• _What you will do_: Without leaving out a single line, copy the records exactly.

Records drawn from a dataset

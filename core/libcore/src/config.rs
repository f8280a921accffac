// Copyright (c) 2022 Huawei Technologies Co.,Ltd. All rights reserved.
//
// sysMaster is licensed under Mulan PSL v2.
// You can use this software according to the terms and conditions of the Mulan
// PSL v2.
// You may obtain a copy of Mulan PSL v2 at:
//         http://license.coscl.org.cn/MulanPSL2
// THIS SOFTWARE IS PROVIDED ON AN "AS IS" BASIS, WITHOUT WARRANTIES OF ANY
// KIND, EITHER EXPRESS OR IMPLIED, INCLUDING BUT NOT LIMITED TO
// NON-INFRINGEMENT, MERCHANTABILITY OR FIT FOR A PARTICULAR PURPOSE.
// See the Mulan PSL v2 for more details.
//
#![allow(non_snake_case)]

use crate::registry::DEFAULT_MAX_RESTARTS;
use confique::{Config, FileFormat, Partial};
use std::time::Duration;

pub const SYSTEM_CONFIG: &str = "/etc/svcmaster/system.conf";
const SERVICE_DIR_DEFAULT: &str = "/etc/svcmaster/services";

#[derive(Config, Debug)]
pub struct ManagerConfig {
    #[config(default = "info")]
    pub LogLevel: String,
    #[config(default = "console")]
    pub LogTarget: String,

    #[config(default = "/etc/svcmaster/services")] // SERVICE_DIR_DEFAULT
    pub ServiceDir: String,

    #[config(default = 5)]
    pub DefaultMaxRestarts: u32,
    #[config(default = 3)]
    pub ShutdownGraceSec: u64,
    #[config(default = 1000)]
    pub PollTimeoutMSec: i32,
    #[config(default = 8)]
    pub ListenBacklog: usize,
}

impl ManagerConfig {
    pub fn new(file: Option<&str>) -> ManagerConfig {
        type ConfigPartial = <ManagerConfig as Config>::Partial;
        let mut partial: ConfigPartial = match Partial::from_env() {
            Err(_) => return ManagerConfig::default(),
            Ok(v) => v,
        };
        partial = match confique::File::with_format(file.unwrap_or(SYSTEM_CONFIG), FileFormat::Toml)
            .load()
        {
            Err(_) => return ManagerConfig::default(),
            Ok(v) => partial.with_fallback(v),
        };
        partial = partial.with_fallback(ConfigPartial::default_values());
        match ManagerConfig::from_partial(partial) {
            Ok(v) => v,
            Err(_) => ManagerConfig::default(),
        }
    }

    pub fn shutdown_grace(&self) -> Duration {
        Duration::from_secs(self.ShutdownGraceSec)
    }
}

impl Default for ManagerConfig {
    fn default() -> Self {
        Self {
            LogLevel: "info".to_string(),
            LogTarget: "console".to_string(),
            ServiceDir: SERVICE_DIR_DEFAULT.to_string(),
            DefaultMaxRestarts: DEFAULT_MAX_RESTARTS,
            ShutdownGraceSec: 3,
            PollTimeoutMSec: 1000,
            ListenBacklog: 8,
        }
    }
}

#[cfg(test)]
mod test {
    use libtests::get_crate_root;
    use std::io::Write;
    use std::path::PathBuf;

    use super::*;
    #[test]
    fn load() {
        let mut file: PathBuf = get_crate_root("core/svcmaster").unwrap();
        file.push("config/system.conf");
        let config = ManagerConfig::new(file.to_str());
        assert_eq!(config.LogLevel, "info");
        assert_eq!(config.ServiceDir, "/etc/svcmaster/services");
        assert_eq!(config.DefaultMaxRestarts, 5);
        assert_eq!(config.shutdown_grace(), Duration::from_secs(3));
    }

    #[test]
    fn load_partial() {
        let mut file = tempfile::NamedTempFile::new().unwrap();
        writeln!(file, "LogLevel = \"debug\"").unwrap();
        writeln!(file, "PollTimeoutMSec = 250").unwrap();
        let config = ManagerConfig::new(file.path().to_str());
        assert_eq!(config.LogLevel, "debug");
        assert_eq!(config.PollTimeoutMSec, 250);
        assert_eq!(config.LogTarget, "console");
        assert_eq!(config.ListenBacklog, 8);
    }

    #[test]
    fn load_fallback() {
        let config = ManagerConfig::new(Some("/nonexistent/svcmaster/system.conf"));
        assert_eq!(config.LogTarget, "console");
        assert_eq!(config.PollTimeoutMSec, 1000);

        let mut file = tempfile::NamedTempFile::new().unwrap();
        writeln!(file, "DefaultMaxRestarts = \"many\"").unwrap();
        let config = ManagerConfig::new(file.path().to_str());
        assert_eq!(config.DefaultMaxRestarts, 5);
    }
}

• _Response box_:
filename core/libcore/src/config.rs
repository f8280a921accffac
// Copyright (c) 2022 Huawei Technologies Co.,Ltd. All rights reserved.
//
// sysMaster is licensed under Mulan PSL v2.
// You can use this software according to the terms and conditions of the Mulan
// PSL v2.
// You may obtain a copy of Mulan PSL v2 at:
//         http://license.coscl.org.cn/MulanPSL2
// THIS SOFTWARE IS PROVIDED ON AN "AS IS" BASIS, WITHOUT WARRANTIES OF ANY
// KIND, EITHER EXPRESS OR IMPLIED, INCLUDING BUT NOT LIMITED TO
// NON-INFRINGEMENT, MERCHANTABILITY OR FIT FOR A PARTICULAR PURPOSE.
// See the Mulan PSL v2 for more details.
//
#![allow(non_snake_case)]

use crate::registry::DEFAULT_MAX_RESTARTS;
use confique::{Config, FileFormat, Partial};
use std::time::Duration;

pub const SYSTEM_CONFIG: &str = "/etc/svcmaster/system.conf";
const SERVICE_DIR_DEFAULT: &str = "/etc/svcmaster/services";

#[derive(Config, Debug)]
pub struct ManagerConfig {
    #[config(default = "info")]
    pub LogLevel: String,
    #[config(default = "console")]
    pub LogTarget: String,

    #[config(default = "/etc/svcmaster/services")] // SERVICE_DIR_DEFAULT
    pub ServiceDir: String,

    #[config(default = 5)]
    pub DefaultMaxRestarts: u32,
    #[config(default = 3)]
    pub ShutdownGraceSec: u64,
    #[config(default = 1000)]
    pub PollTimeoutMSec: i32,
    #[config(default = 8)]
    pub ListenBacklog: usize,
}

impl ManagerConfig {
    pub fn new(file: Option<&str>) -> ManagerConfig {
        type ConfigPartial = <ManagerConfig as Config>::Partial;
        let mut partial: ConfigPartial = match Partial::from_env() {
            Err(_) => return ManagerConfig::default(),
            Ok(v) => v,
        };
        partial = match confique::File::with_format(file.unwrap_or(SYSTEM_CONFIG), FileFormat::Toml)
            .load()
        {
            Err(_) => return ManagerConfig::default(),
            Ok(v) => partial.with_fallback(v),
        };
        partial = partial.with_fallback(ConfigPartial::default_values());
        match ManagerConfig::from_partial(partial) {
            Ok(v) => v,
            Err(_) => ManagerConfig::default(),
        }
    }

    pub fn shutdown_grace(&self) -> Duration {
        Duration::from_secs(self.ShutdownGraceSec)
    }
}

impl Default for ManagerConfig {
    fn default() -> Self {
        Self {
            LogLevel: "info".to_string(),
            LogTarget: "console".to_string(),
            ServiceDir: SERVICE_DIR_DEFAULT.to_string(),
            DefaultMaxRestarts: DEFAULT_MAX_RESTARTS,
            ShutdownGraceSec: 3,
            PollTimeoutMSec: 1000,
            ListenBacklog: 8,
        }
    }
}

#[cfg(test)]
mod test {
    use libtests::get_crate_root;
    use std::io::Write;
    use std::path::PathBuf;

    use super::*;
    #[test]
    fn load() {
        let mut file: PathBuf = get_crate_root("core/svcmaster").unwrap();
        file.push("config/system.conf");
        let config = ManagerConfig::new(file.to_str());
        assert_eq!(config.LogLevel, "info");
        assert_eq!(config.ServiceDir, "/etc/svcmaster/services");
        assert_eq!(config.DefaultMaxRestarts, 5);
        assert_eq!(config.shutdown_grace(), Duration::from_secs(3));
    }

    #[test]
    fn load_partial() {
        let mut file = tempfile::NamedTempFile::new().unwrap();
        writeln!(file, "LogLevel = \"debug\"").unwrap();
        writeln!(file, "PollTimeoutMSec = 250").unwrap();
        let config = ManagerConfig::new(file.path().to_str());
        assert_eq!(config.LogLevel, "debug");
        assert_eq!(config.PollTimeoutMSec, 250);
        assert_eq!(config.LogTarget, "console");
        assert_eq!(config.ListenBacklog, 8);
    }

    #[test]
    fn load_fallback() {
        let config = ManagerConfig::new(Some("/nonexistent/svcmaster/system.conf"));
        assert_eq!(config.LogTarget, "console");
        assert_eq!(config.PollTimeoutMSec, 1000);

        let mut file = tempfile::NamedTempFile::new().unwrap();
        writeln!(file, "DefaultMaxRestarts = \"many\"").unwrap();
        let config = ManagerConfig::new(file.path().to_str());
        assert_eq!(config.DefaultMaxRestarts, 5);
    }
}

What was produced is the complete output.